Transgender: „Ich fühle mich im falschen Körper.“ Wie Phantasien der Eltern unsere Geschlechtsidentität mitbestimmen.

Sich in seinem Körper nicht zu Hause zu fühlen, ist ein uraltes Problem der Menschheit. Wir fühlen uns mitunter gefangen in unserem Körper. Wie wir uns in unserem Körper fühlen, hängt unter anderem davon ab, mit welchen Augen uns unsere Eltern anblickten. Die Blicke gerade in der frühen Kindheit sind etwas ganz Subtiles. Mutter und Vater haben oft schon bei der Zeugung Phantasien darüber, wie ihr Kind vielleicht einmal sein wird. Auch wünschen sich Mutter und Vater oft – zumindest in der unbewussten Phantasie – ein bestimmtes Geschlecht ihres Kindes.

Ist das Kind geboren, werden auch in den Eltern wieder kindliche Gefühle geweckt. Die Eltern können sich mehr oder weniger bewusst daran „erinnern“, wie sie sich selbst als Kind fühlten. Die Mutter, die stillt oder sich für das Fläschchen entscheidet (oder entscheiden muss), hat bestimmte Phantasien über ihr Muttersein und ihre Weiblichkeit. Zwischen Mutter und Kind spielt sich in der frühen Zeit unglaublich viel ab, was sich oft nur schwer in Worte fassen lässt.

Der Vater, der in seiner Funktion das Kind oft „aktiviert“ und dem Kind die Möglichkeit gibt, aus der engen Zweierschaft mit der Mutter zu treten, hat ebenfalls seine Phantasien, die sich in Blicken ausdrücken.
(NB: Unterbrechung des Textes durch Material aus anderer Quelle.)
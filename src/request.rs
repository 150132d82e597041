//! Request descriptors forwarded to the API.

// crates.io
use http::{
	HeaderMap, HeaderValue, Method,
	header::{CONTENT_TYPE, HeaderName},
};
// self
use crate::_prelude::*;

/// One logical API call: method, target, headers, and body.
///
/// The client treats the descriptor as opaque apart from the private `retried` flag, which
/// records whether the call has already been replayed after a token refresh. It flips to `true`
/// at most once and is never reset, so a call can never be replayed twice.
#[derive(Clone, Debug)]
pub struct ApiRequest {
	/// HTTP method.
	pub method: Method,
	/// Path relative to the configured base URL, or an absolute `http(s)` URL.
	pub target: String,
	/// Query pairs appended to the resolved URL.
	pub query: Vec<(String, String)>,
	/// Request headers. An `Authorization` header is overwritten when a token is attached.
	pub headers: HeaderMap,
	/// Raw request body.
	pub body: Option<Vec<u8>>,
	retried: bool,
}
impl ApiRequest {
	/// Creates a descriptor with no headers, query, or body.
	pub fn new(method: Method, target: impl Into<String>) -> Self {
		Self {
			method,
			target: target.into(),
			query: Vec::new(),
			headers: HeaderMap::new(),
			body: None,
			retried: false,
		}
	}

	/// `GET` descriptor.
	pub fn get(target: impl Into<String>) -> Self {
		Self::new(Method::GET, target)
	}

	/// `POST` descriptor.
	pub fn post(target: impl Into<String>) -> Self {
		Self::new(Method::POST, target)
	}

	/// `PUT` descriptor.
	pub fn put(target: impl Into<String>) -> Self {
		Self::new(Method::PUT, target)
	}

	/// `DELETE` descriptor.
	pub fn delete(target: impl Into<String>) -> Self {
		Self::new(Method::DELETE, target)
	}

	/// Appends a query pair.
	pub fn query(mut self, key: impl Into<String>, value: impl Into<String>) -> Self {
		self.query.push((key.into(), value.into()));

		self
	}

	/// Sets (or replaces) a header.
	pub fn header(mut self, name: HeaderName, value: HeaderValue) -> Self {
		self.headers.insert(name, value);

		self
	}

	/// Sets a raw body.
	pub fn body(mut self, body: impl Into<Vec<u8>>) -> Self {
		self.body = Some(body.into());

		self
	}

	/// Serializes `value` as the JSON body and sets `Content-Type: application/json`.
	pub fn json<T>(mut self, value: &T) -> Result<Self>
	where
		T: ?Sized + Serialize,
	{
		let body = serde_json::to_vec(value).map_err(|source| Error::Encode { source })?;

		self.headers.insert(CONTENT_TYPE, HeaderValue::from_static("application/json"));
		self.body = Some(body);

		Ok(self)
	}

	/// Returns `true` once the descriptor has been replayed after a refresh.
	pub fn is_retried(&self) -> bool {
		self.retried
	}

	/// Flags the descriptor as replayed.
	pub(crate) fn mark_retried(&mut self) {
		debug_assert!(!self.retried, "A descriptor is replayed at most once.");

		self.retried = true;
	}

	/// Test hook for building descriptors that already went through a replay.
	#[cfg(any(test, feature = "test"))]
	pub fn into_retried(mut self) -> Self {
		self.retried = true;

		self
	}
}

#[cfg(test)]
mod tests {
	// self
	use super::*;

	#[test]
	fn retried_flag_flips_on_replay() {
		let mut request = ApiRequest::get("campaigns");

		assert!(!request.is_retried());

		request.mark_retried();

		assert!(request.is_retried());
		assert!(request.clone().is_retried());
	}

	#[test]
	#[should_panic(expected = "replayed at most once")]
	#[cfg(debug_assertions)]
	fn second_replay_is_a_bug() {
		let mut request = ApiRequest::get("campaigns").into_retried();

		request.mark_retried();
	}

	#[test]
	fn json_body_sets_content_type() {
		let request = ApiRequest::post("donations")
			.json(&serde_json::json!({ "amount": 25 }))
			.expect("JSON fixture should encode.");

		assert_eq!(request.body.as_deref(), Some(&br#"{"amount":25}"#[..]));
		assert_eq!(
			request.headers.get(CONTENT_TYPE).and_then(|v| v.to_str().ok()),
			Some("application/json")
		);
	}
}
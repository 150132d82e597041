//! Secure token secret wrapper that redacts sensitive material.

// self
use crate::_prelude::*;

/// Redacted token secret wrapper keeping sensitive material out of logs.
#[derive(Clone, PartialEq, Eq, Hash, Serialize, Deserialize)]
#[serde(transparent)]
pub struct TokenSecret(String);
impl TokenSecret {
	/// Wraps a new secret string.
	pub fn new(value: impl Into<String>) -> Self {
		Self(value.into())
	}

	/// Returns the inner token value. Callers must avoid logging this string.
	pub fn expose(&self) -> &str {
		&self.0
	}

	/// Returns `true` when the secret carries no characters (or only whitespace).
	pub fn is_blank(&self) -> bool {
		self.0.trim().is_empty()
	}
}
impl AsRef<str> for TokenSecret {
	fn as_ref(&self) -> &str {
		self.expose()
	}
}
impl Debug for TokenSecret {
	fn fmt(&self, f: &mut Formatter) -> FmtResult {
		f.debug_tuple("TokenSecret").field(&"<redacted>").finish()
	}
}
impl Display for TokenSecret {
	fn fmt(&self, f: &mut Formatter) -> FmtResult {
		f.write_str("<redacted>")
	}
}
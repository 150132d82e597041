//! Access/refresh token pairs held by the session.

// self
use crate::{_prelude::*, auth::TokenSecret};

/// Snapshot of the session's current tokens.
///
/// Either field may be absent: a fresh install has neither, and a session restored from
/// storage can legitimately carry only one of them.
#[derive(Clone, Default, PartialEq, Eq)]
pub struct Credentials {
	/// Short-lived token attached to outgoing requests.
	pub access_token: Option<TokenSecret>,
	/// Longer-lived token exchanged for a new pair at `/auth/refresh`.
	pub refresh_token: Option<TokenSecret>,
}
impl Credentials {
	/// Builds credentials carrying both tokens.
	pub fn new(access_token: impl Into<String>, refresh_token: impl Into<String>) -> Self {
		Self {
			access_token: Some(TokenSecret::new(access_token)),
			refresh_token: Some(TokenSecret::new(refresh_token)),
		}
	}

	/// Returns `true` when neither token is present.
	pub fn is_empty(&self) -> bool {
		self.access_token.is_none() && self.refresh_token.is_none()
	}

	/// Returns `true` when a refresh token is available.
	pub fn has_refresh_token(&self) -> bool {
		self.refresh_token.is_some()
	}
}
impl From<TokenPair> for Credentials {
	fn from(pair: TokenPair) -> Self {
		Self { access_token: Some(pair.access_token), refresh_token: Some(pair.refresh_token) }
	}
}
impl Debug for Credentials {
	fn fmt(&self, f: &mut Formatter) -> FmtResult {
		f.debug_struct("Credentials")
			.field("access_token", &self.access_token.as_ref().map(|_| "<redacted>"))
			.field("refresh_token", &self.refresh_token.as_ref().map(|_| "<redacted>"))
			.finish()
	}
}

/// Token pair issued by a login or a successful refresh.
///
/// Matches the refresh endpoint's response body (`accessToken`, `refreshToken`).
#[derive(Clone, PartialEq, Eq, Serialize, Deserialize)]
#[serde(rename_all = "camelCase")]
pub struct TokenPair {
	/// Newly issued access token.
	pub access_token: TokenSecret,
	/// Rotated refresh token; the previous one must not be reused.
	pub refresh_token: TokenSecret,
}
impl TokenPair {
	/// Builds a pair from raw token strings.
	pub fn new(access_token: impl Into<String>, refresh_token: impl Into<String>) -> Self {
		Self {
			access_token: TokenSecret::new(access_token),
			refresh_token: TokenSecret::new(refresh_token),
		}
	}
}
impl Debug for TokenPair {
	fn fmt(&self, f: &mut Formatter) -> FmtResult {
		f.write_str("TokenPair(<redacted>)")
	}
}

#[cfg(test)]
mod tests {
	// self
	use super::*;

	#[test]
	fn token_pair_reads_camel_case_body() {
		let pair: TokenPair =
			serde_json::from_str("{\"accessToken\":\"T2\",\"refreshToken\":\"R2\"}")
				.expect("Refresh body fixture should deserialize.");
		let credentials = Credentials::from(pair);

		assert_eq!(credentials.access_token.as_ref().map(TokenSecret::expose), Some("T2"));
		assert_eq!(credentials.refresh_token.as_ref().map(TokenSecret::expose), Some("R2"));
	}

	#[test]
	fn debug_output_never_leaks_tokens() {
		let credentials = Credentials::new("access-secret", "refresh-secret");
		let rendered = format!("{credentials:?}");

		assert!(!rendered.contains("access-secret"));
		assert!(!rendered.contains("refresh-secret"));
		assert!(Credentials::default().is_empty());
		assert!(credentials.has_refresh_token());
	}
}
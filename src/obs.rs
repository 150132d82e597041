//! Observability helpers for API calls and refreshes.
//!
//! # Feature Flags
//!
//! - Spans are always emitted through `tracing`, named `pledge_client.call` with the `kind`
//!   (request/retry/refresh) and `stage` (call site) fields.
//! - Enable `metrics` to increment the `pledge_client_call_total` counter for every
//!   attempt/success/failure, labeled by `kind` + `outcome`.

mod counter;
mod span;

pub use counter::*;
pub use span::*;

// self
use crate::_prelude::*;

/// Kinds of outbound calls observed by the client.
#[derive(Clone, Copy, Debug, PartialEq, Eq, Hash)]
pub enum CallKind {
	/// First attempt of a caller's request.
	Request,
	/// Replay of a request after a successful refresh.
	Retry,
	/// Call to the refresh endpoint.
	Refresh,
}
impl CallKind {
	/// Returns a stable label suitable for span or metric fields.
	pub const fn as_str(self) -> &'static str {
		match self {
			CallKind::Request => "request",
			CallKind::Retry => "retry",
			CallKind::Refresh => "refresh",
		}
	}
}
impl Display for CallKind {
	fn fmt(&self, f: &mut Formatter) -> FmtResult {
		f.write_str(self.as_str())
	}
}

/// Outcome labels recorded for each call.
#[derive(Clone, Copy, Debug, PartialEq, Eq, Hash)]
pub enum CallOutcome {
	/// Call issued.
	Attempt,
	/// Call completed successfully.
	Success,
	/// Failure propagated back to the caller.
	Failure,
}
impl CallOutcome {
	/// Returns a stable label suitable for span or metric fields.
	pub const fn as_str(self) -> &'static str {
		match self {
			CallOutcome::Attempt => "attempt",
			CallOutcome::Success => "success",
			CallOutcome::Failure => "failure",
		}
	}
}
impl Display for CallOutcome {
	fn fmt(&self, f: &mut Formatter) -> FmtResult {
		f.write_str(self.as_str())
	}
}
Wie wir uns in unserer Haut als Junge oder Mädchen und später als Mann oder Frau fühlen, hängt auch damit zusammen, was die Eltern uns – auch ganz ohne Worte – vermittelt haben.

Ständiger Wandel

Dabei entwickelt sich unsere Geschlechtsidentität fortwährend: Während wir als Kinder manchmal nicht gleich als Mädchen oder Junge erkannt werden, ändert sich dies in der Pubertät. Wie fühle ich mich als Mädchen oder junge Frau mit meinen Brüsten? Diese Frage ist unbewusst mit vielen Gefühlen verknüpft. Daran gebunden ist auch die Frage: Wie empfand ich die Brüste meiner Mutter? Kam mir die Mutter zu nah? Fand ich ihre Brüste vielleicht ekelhaft? Wie war mein Verhältnis zum Vater? Hat er mich oft überfordert oder ist er mir ebenfalls zu nah gekommen?

Die rein körperlichen Gefühle sind das Eine. Dann kommen gesellschaftliche Fragen hinzu: Wie werde ich als Mädchen oder Junge, als Mann oder Frau, von der Gesellschaft behandelt? Welche sozialen Vorstellungen gibt es bei mir selbst und anderen? Kann ich mich frei fühlen? Die Entwicklung ist ein Abenteuer.

Während viele junge Frauen mit Mitte 20 die Vorstellung absurd finden, jemals ein Kind zu bekommen, kann ihr Wunsch nach einem Baby im Bauch im Alter von Mitte 30 sehr stark werden.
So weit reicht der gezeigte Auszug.